Efficient Security Measures to Avoid Data Vul-nerabilities in Cloud Using Encryption Tech-niques
European Journal of Molecular & Clinical Medicine,
2020, Volume 7, Issue 3, Pages 1571-1581
Thetechnology of engineering science is growingfaster and its usage isto bootincreasing speedily. The data and its usage has become an important issue in existence. There by the storage of data may be a crucial issue in means of life. For this data storage, Cloud Computing is useful. Cloud computing is that the follow of using a network of remote servers hosted on internet to store, manage and methodology data on demand and pay as per use. It provides access to a pool of shared resources instead of native servers or personal computers. as a result, outfit do not acquire the things physically, it saves managing value and time for organizations. As a result of the sector of cloud computing is spreading the new techniques are developing. This increase in cloud computing setting to boot can increase security challenges for cloud developers.
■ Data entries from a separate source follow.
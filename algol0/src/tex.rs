//! Tree diagrams as LaTeX
//!
//! Emits a standalone document drawing a [`Tree`] with the `forest`
//! package. Compiles with `pdflatex`.

use std::path::{Path, PathBuf};

use crate::tree::Tree;

/// Standalone LaTeX document for a tree
pub fn to_latex(tree: &Tree) -> String {
    format!(
        "\\documentclass[border=5pt]{{standalone}}\n\n\
         \\usepackage[T1]{{fontenc}}\n\
         \\usepackage{{tikz}}\n\
         \\usepackage{{forest}}\n\n\
         \\begin{{document}}\n\n\
         {}\n\n\
         \\end{{document}}\n",
        forest_picture(tree)
    )
}

/// `forest` environment holding the tree
pub fn forest_picture(tree: &Tree) -> String {
    format!(
        "\\begin{{forest}}for tree={{rectangle,draw, l sep=20pt}}{};\n\\end{{forest}}",
        bracket(tree)
    )
}

/// Bracket notation: `[{label} children...]`
///
/// Childless nonterminals are epsilon expansions and get an explicit
/// epsilon leaf.
fn bracket(tree: &Tree) -> String {
    let mut out = format!("[{{{}}} ", escape(&tree.label.to_string()));
    if tree.children.is_empty() && !tree.is_terminal() {
        out.push_str("[{$\\varepsilon$}]");
    }
    for child in &tree.children {
        out.push_str(&bracket(child));
    }
    out.push(']');
    out
}

fn escape(text: &str) -> String {
    let mut out = String::with_capacity(text.len());
    for c in text.chars() {
        match c {
            '\\' => out.push_str("\\textbackslash{}"),
            '{' | '}' | '$' | '&' | '#' | '%' | '_' => {
                out.push('\\');
                out.push(c);
            }
            '^' => out.push_str("\\textasciicircum{}"),
            '~' => out.push_str("\\textasciitilde{}"),
            '<' => out.push_str("\\textless{}"),
            '>' => out.push_str("\\textgreater{}"),
            _ => out.push(c),
        }
    }
    out
}

/// Where the AST diagram goes: `tree.tex` becomes `tree_AST.tex`
pub fn ast_path(path: &Path) -> PathBuf {
    let stem = path
        .file_stem()
        .map(|s| s.to_string_lossy().into_owned())
        .unwrap_or_default();
    let name = match path.extension() {
        Some(ext) => format!("{}_AST.{}", stem, ext.to_string_lossy()),
        None => format!("{}_AST", stem),
    };
    path.with_file_name(name)
}
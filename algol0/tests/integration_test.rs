//! Integration tests for the ALGOL-0 compiler
//!
//! Tests the full pipeline: Source → Parse → Build → Rearrange → Codegen,
//! plus execution through `llvm-as`/`lli` when they are installed.

use std::process::{Command, Stdio};

use algol0::codegen::{self, Compiler, Destination, PRELUDE};
use algol0::error::{Diagnostic, ErrorCode};
use algol0::{build_ast, compile_source, fmt, grammar, lexer, lint, parser, CompileError};

/// Compile ALGOL-0 source and return the IR after the prelude
fn main_body(source: &str) -> String {
    let ir = compile_source(source).expect("compilation failed");
    let prefix = format!("{}\n", PRELUDE);
    assert!(ir.starts_with(&prefix), "IR must open with the runtime prelude");
    ir[prefix.len()..].to_string()
}

/// Assemble and interpret IR, feeding `stdin`. `None` when the LLVM tools
/// are not installed.
fn execute(ir: &str, stdin: &str, name: &str) -> Option<String> {
    let llvm_as = which::which("llvm-as").ok()?;
    let lli = which::which("lli").ok()?;

    let base = std::env::temp_dir().join(format!("algol0-it-{}-{}", name, std::process::id()));
    let ll = base.with_extension("ll");
    let bc = base.with_extension("bc");
    std::fs::write(&ll, ir).expect("write .ll failed");

    let assembled = Command::new(llvm_as)
        .arg(&ll)
        .arg("-o")
        .arg(&bc)
        .output()
        .expect("llvm-as failed to start");
    let _ = std::fs::remove_file(&ll);
    assert!(
        assembled.status.success(),
        "llvm-as rejected the IR:\n{}",
        String::from_utf8_lossy(&assembled.stderr)
    );

    let mut child = Command::new(lli)
        .arg(&bc)
        .stdin(Stdio::piped())
        .stdout(Stdio::piped())
        .spawn()
        .expect("lli failed to start");
    if let Some(mut input) = child.stdin.take() {
        use std::io::Write;
        input.write_all(stdin.as_bytes()).expect("write stdin failed");
    }
    let output = child.wait_with_output().expect("lli failed");

    let _ = std::fs::remove_file(&bc);
    Some(String::from_utf8_lossy(&output.stdout).into_owned())
}

#[test]
fn test_assign_then_print() {
    let body = main_body("begin x := 1 + 2; print(x) end");

    assert_eq!(body.matches("%x = alloca i32").count(), 1);
    assert!(body.contains("%0 = add i32 1, 2\nstore i32 %0, i32* %x\n"));
    assert!(body.contains("%1 = load i32, i32* %x\ncall void @println(i32 %1)\n"));
    assert!(body.ends_with("ret i32 0\n}\n"));
}

#[test]
fn test_while_loop_has_one_label_triple() {
    let source = r#"
begin
  read(n);
  while n > 0 do
    print(n);
    n := n - 1
  endwhile
end
"#;
    let body = main_body(source);

    for label in ["whileCond0:", "whileCode0:", "endwhile0:"] {
        assert_eq!(body.matches(label).count(), 1, "{}", label);
    }
    assert!(!body.contains("whileCond1"));
    assert!(body.contains("\nbr i1 %2, label %whileCode0, label %endwhile0\n"));
    assert_eq!(body.matches("br label %whileCond0").count(), 2);
}

#[test]
fn test_precedence_reaches_codegen() {
    // a + b * c: the multiply is lowered first
    let body = main_body("begin x := a + b * c end");
    assert!(body.contains(
        "%0 = load i32, i32* %a\n\
         %1 = load i32, i32* %b\n\
         %2 = load i32, i32* %c\n\
         %3 = mul i32 %1, %2\n\
         %4 = add i32 %0, %3\n"
    ));

    // a - b - c associates left
    let body = main_body("begin x := a - b - c end");
    assert!(body.contains("%2 = sub i32 %0, %1\n%3 = load i32, i32* %c\n%4 = sub i32 %2, %3\n"));
}

#[test]
fn test_label_indices_are_per_construct_kind() {
    let source = r#"
begin
  for i from 0 by 1 to 3 do
    if i = 1 then print(i) endif
  endwhile;
  while i > 0 do i := i - 1 endwhile;
  if i = 0 then print(i) else print(j) endif
end
"#;
    let body = main_body(source);

    for label in [
        "forCond0:", "forCode0:", "endfor0:", "ifCode0:", "endif0:", "whileCond0:",
        "whileCode0:", "endwhile0:", "ifCode1:", "elseCode1:", "endif1:",
    ] {
        assert_eq!(body.matches(label).count(), 1, "{}", label);
    }
    assert!(!body.contains("elseCode0"));
    assert!(!body.contains("forCond1"));
}

#[test]
fn test_empty_constructs_generate_nothing() {
    let source = r#"
begin
  while a > 0 do endwhile;
  if a = 1 then endif;
  for i from 1 by 1 to 2 do endwhile;
  print(a)
end
"#;
    let body = main_body(source);

    assert!(!body.contains("label"));
    assert!(!body.contains("%i = alloca"));
    assert!(body.starts_with("\n\n\n%0 = load i32, i32* %a\n"));
}

#[test]
fn test_file_destination_is_truncated() {
    let path = std::env::temp_dir().join(format!("algol0-it-trunc-{}.ll", std::process::id()));
    std::fs::write(&path, "stale contents that must disappear\n".repeat(100)).unwrap();

    let program = build_ast("begin x := 4; print(x) end").unwrap();
    Compiler::to_destination(&Destination::File(path.clone()))
        .unwrap()
        .compile(&program)
        .unwrap();

    let written = std::fs::read_to_string(&path).unwrap();
    let _ = std::fs::remove_file(&path);
    assert_eq!(written, codegen::generate(&program).unwrap());
    assert!(!written.contains("stale"));
}

#[test]
fn test_syntax_error_reported_with_position() {
    let err = compile_source("begin\n  x := 1 +\nend").unwrap_err();
    match &err {
        CompileError::Syntax { line, .. } => assert!(*line >= 2, "line {}", line),
        other => panic!("expected syntax error, got {:?}", other),
    }
    assert_eq!(Diagnostic::from(&err).code, ErrorCode::E002);
}

#[test]
fn test_stray_character() {
    let source = "begin x := 1 # 2 end";
    assert!(compile_source(source).is_err());

    let err = lexer::tokenize(source).unwrap_err();
    assert!(matches!(err, CompileError::Lexical { line: 1, column: 14, .. }));
    assert_eq!(Diagnostic::from(&err).code, ErrorCode::E001);
}

#[test]
fn test_derivation_starts_at_program() {
    let tree = parser::parse("begin print(x) end").unwrap();
    let rules = grammar::derivation(&tree).unwrap();
    assert_eq!(rules.first(), Some(&1));
    assert!(grammar::render_trace(&rules, false).starts_with("1 "));
}

#[test]
fn test_lints_on_compilable_program() {
    let program = build_ast("begin print(y); x := 1 / 0; while x > 9 do endwhile end").unwrap();
    let codes: Vec<&str> = lint::lint(&program).iter().map(|w| w.code).collect();
    assert_eq!(codes, vec!["W001", "W003", "W002"]);
}

#[test]
fn test_formatted_program_compiles_identically() {
    let source = "begin read(n); for i from 1 by 1 to n * 2 - 1 do print(i) endwhile end";
    let formatted = fmt::format_program(&build_ast(source).unwrap());
    assert_eq!(compile_source(&formatted).unwrap(), compile_source(source).unwrap());
}

#[test]
fn test_execute_countdown() {
    let source = r#"
begin
  read(n);
  while n > 0 do
    print(n);
    n := n - 1
  endwhile
end
"#;
    let ir = compile_source(source).unwrap();
    let Some(stdout) = execute(&ir, "3\n", "countdown") else {
        return;
    };
    assert_eq!(stdout, "3\n2\n1\n");
}

#[test]
fn test_execute_for_and_precedence() {
    let source = r#"
begin
  for i from 1 by 1 to 4 do
    x := i * i - -1;
    if x >= 5 and not x = 10 then print(x) else z := 0; print(z) endif
  endwhile
end
"#;
    let ir = compile_source(source).unwrap();
    for label in ["forCode0:", "ifCode0:", "elseCode0:", "endif0:", "endfor0:"] {
        assert_eq!(ir.matches(label).count(), 1, "{}", label);
    }
    let Some(stdout) = execute(&ir, "", "for") else {
        return;
    };
    // i = 1..3 (the bound is exclusive): x = 2, 5, 10
    assert_eq!(stdout, "0\n5\n0\n");
}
Most of the organizations are an excellent deal concerned regarding the possession of their data.This analysis paper presents a review on the cloud computing concepts yet as security issues inherent at intervals the context of cloud computing and cloud infrastructure. This paper in addition analyses the key analysis and challenges that presents in cloud computing and offers best practices to service suppliers yet as enterprises. The foremost goal is to review different types of attacks and encryption techniques to secure the cloudmodel.